Collected data
◇ ◇ ◇ ◇
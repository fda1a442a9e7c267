//! Pulseboard HTTP API
//!
//! Serves the dashboard page and a JSON view of the same data, built with Axum.
//!
//! # Endpoints
//!
//! ## Dashboard
//! - `GET /` - Dashboard page (`?brand=` selects the brand)
//!
//! ## Data
//! - `GET /api/v1/brands` - Selector options
//! - `GET /api/v1/view` - Chart spec and summary for a brand
//! - `GET /api/v1/records` - Filtered table rows
//!
//! ## Health
//! - `GET /health/live` - Liveness probe
//! - `GET /health/ready` - Readiness probe
//! - `GET /health` - Full health status
//!
//! # Example
//!
//! ```rust,ignore
//! use pulseboard::api::{serve, AppState};
//!
//! #[tokio::main]
//! async fn main() -> Result<(), Box<dyn std::error::Error>> {
//!     serve(AppState::sample(), "127.0.0.1:8050").await?;
//!     Ok(())
//! }
//! ```

pub mod dto;
pub mod error;
pub mod routes;
pub mod state;

pub use error::{ApiError, ApiResult};
pub use state::AppState;

use axum::{routing::get, Router};
use std::sync::Arc;
use tower_http::{cors::CorsLayer, trace::TraceLayer};

/// Build the router with all routes and middleware
pub fn build_router(state: AppState) -> Router {
    let api_routes = Router::new()
        .route("/brands", get(routes::view::list_brands))
        .route("/view", get(routes::view::get_view))
        .route("/records", get(routes::view::list_records));

    let health_routes = Router::new()
        .route("/live", get(routes::health::liveness))
        .route("/ready", get(routes::health::readiness))
        .route("/", get(routes::health::full_health));

    let shared_state = Arc::new(state);

    Router::new()
        .route("/", get(routes::dashboard::dashboard_page))
        .nest("/api/v1", api_routes)
        .nest("/health", health_routes)
        .layer(TraceLayer::new_for_http())
        .layer(CorsLayer::permissive())
        .with_state(shared_state)
}

/// Start the server and run until a shutdown signal arrives
pub async fn serve(state: AppState, addr: &str) -> Result<(), ApiError> {
    let router = build_router(state);

    let listener = tokio::net::TcpListener::bind(addr).await?;

    tracing::info!("Pulseboard listening on http://{}", addr);

    axum::serve(listener, router)
        .with_graceful_shutdown(shutdown_signal())
        .await
        .map_err(|e| ApiError::Internal(format!("Server error: {}", e)))?;

    tracing::info!("Pulseboard shut down gracefully");
    Ok(())
}

/// Wait for shutdown signal
async fn shutdown_signal() {
    let ctrl_c = async {
        if let Err(e) = tokio::signal::ctrl_c().await {
            tracing::error!("Failed to install Ctrl+C handler: {}", e);
            std::future::pending::<()>().await;
        }
    };

    #[cfg(unix)]
    let terminate = async {
        match tokio::signal::unix::signal(tokio::signal::unix::SignalKind::terminate()) {
            Ok(mut signal) => {
                signal.recv().await;
            }
            Err(e) => {
                tracing::error!("Failed to install SIGTERM handler: {}", e);
                std::future::pending::<()>().await;
            }
        }
    };

    #[cfg(not(unix))]
    let terminate = std::future::pending::<()>();

    tokio::select! {
        _ = ctrl_c => {},
        _ = terminate => {},
    }

    tracing::info!("Shutdown signal received, starting graceful shutdown");
}

#[cfg(test)]
mod tests {
    use super::*;
    use axum::{
        body::{to_bytes, Body},
        http::{Request, StatusCode},
    };
    use tower::util::ServiceExt;

    fn create_test_app() -> Router {
        build_router(AppState::sample())
    }

    async fn fetch(app: Router, uri: &str) -> (StatusCode, String) {
        let response = app
            .oneshot(Request::builder().uri(uri).body(Body::empty()).unwrap())
            .await
            .unwrap();

        let status = response.status();
        let bytes = to_bytes(response.into_body(), usize::MAX).await.unwrap();
        (status, String::from_utf8(bytes.to_vec()).unwrap())
    }

    async fn get_json(app: Router, uri: &str) -> (StatusCode, serde_json::Value) {
        let (status, body) = fetch(app, uri).await;
        (status, serde_json::from_str(&body).unwrap())
    }

    #[tokio::test]
    async fn test_health_endpoints() {
        for uri in ["/health/live", "/health/ready", "/health"] {
            let (status, _) = fetch(create_test_app(), uri).await;
            assert_eq!(status, StatusCode::OK, "{}", uri);
        }
    }

    #[tokio::test]
    async fn test_dashboard_default_brand() {
        let (status, html) = fetch(create_test_app(), "/").await;

        assert_eq!(status, StatusCode::OK);
        assert!(html.contains(r#"<option value="PhonePe" selected>"#));
        assert!(html.contains("Total Transactions: 290,000"));
        assert!(html.contains("₹39,000,000"));
    }

    #[tokio::test]
    async fn test_dashboard_selected_brand() {
        let (status, html) = fetch(create_test_app(), "/?brand=Google%20Pay").await;

        assert_eq!(status, StatusCode::OK);
        assert!(html.contains(r#"<option value="Google Pay" selected>"#));
        assert!(html.contains("Karnataka"));
        assert!(html.contains("Gujarat"));
        assert!(html.contains("Total Transactions: 230,000"));
    }

    #[tokio::test]
    async fn test_brands() {
        let (status, json) = get_json(create_test_app(), "/api/v1/brands").await;

        assert_eq!(status, StatusCode::OK);
        assert_eq!(json["brands"], serde_json::json!(["PhonePe", "Google Pay", "Paytm"]));
        assert_eq!(json["default"], "PhonePe");
    }

    #[tokio::test]
    async fn test_view_phonepe() {
        let (status, json) = get_json(create_test_app(), "/api/v1/view?brand=PhonePe").await;

        assert_eq!(status, StatusCode::OK);
        let bars = json["chart"]["bars"].as_array().unwrap();
        assert_eq!(bars.len(), 2);
        assert_eq!(bars[0]["category"], "Maharashtra");
        assert_eq!(bars[0]["value"], 20_000_000.0);
        assert_eq!(bars[1]["category"], "Tamil Nadu");
        assert_eq!(bars[1]["value"], 19_000_000.0);
        assert_eq!(json["summary"]["total_count"], 290_000);
        assert_eq!(json["summary"]["total_amount"], 39_000_000.0);
    }

    #[tokio::test]
    async fn test_view_unknown_brand_is_empty() {
        let (status, json) = get_json(create_test_app(), "/api/v1/view?brand=BHIM").await;

        assert_eq!(status, StatusCode::OK);
        assert_eq!(json["chart"]["bars"].as_array().unwrap().len(), 0);
        assert_eq!(json["summary"]["total_count"], 0);
        assert_eq!(json["summary"]["total_amount"], 0.0);
    }

    #[tokio::test]
    async fn test_malformed_query_returns_error_body() {
        let (status, json) = get_json(create_test_app(), "/api/v1/view?brand=a&brand=b").await;

        assert_eq!(status, StatusCode::BAD_REQUEST);
        assert_eq!(json["error"]["code"], "BAD_REQUEST");
        assert!(json["error"]["message"]
            .as_str()
            .unwrap()
            .starts_with("Bad request: "));

        let request_id = json["request_id"].as_str().unwrap();
        let parsed = uuid::Uuid::parse_str(request_id).unwrap();
        assert_eq!(parsed.get_version_num(), 4);
    }

    #[tokio::test]
    async fn test_malformed_query_on_dashboard_page() {
        let (status, body) = fetch(create_test_app(), "/?brand=a&brand=b").await;

        assert_eq!(status, StatusCode::BAD_REQUEST);
        let json: serde_json::Value = serde_json::from_str(&body).unwrap();
        assert_eq!(json["error"]["code"], "BAD_REQUEST");
    }

    #[tokio::test]
    async fn test_records_filtered_and_all() {
        let (_, json) = get_json(create_test_app(), "/api/v1/records?brand=Paytm").await;
        assert_eq!(json["total"], 1);
        assert_eq!(json["records"][0]["state"], "Delhi");
        assert_eq!(json["records"][0]["transaction_count"], 95_000);

        let (_, json) = get_json(create_test_app(), "/api/v1/records").await;
        assert_eq!(json["total"], 5);
        assert!(json.get("brand").is_none());
    }
}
◇ ◇ ◇ ◇
▸ Exercise: Pull each line containing "CorsLayer" from the records.

▸ Completed task:
use tower_http::{cors::CorsLayer, trace::TraceLayer};
        .layer(CorsLayer::permissive())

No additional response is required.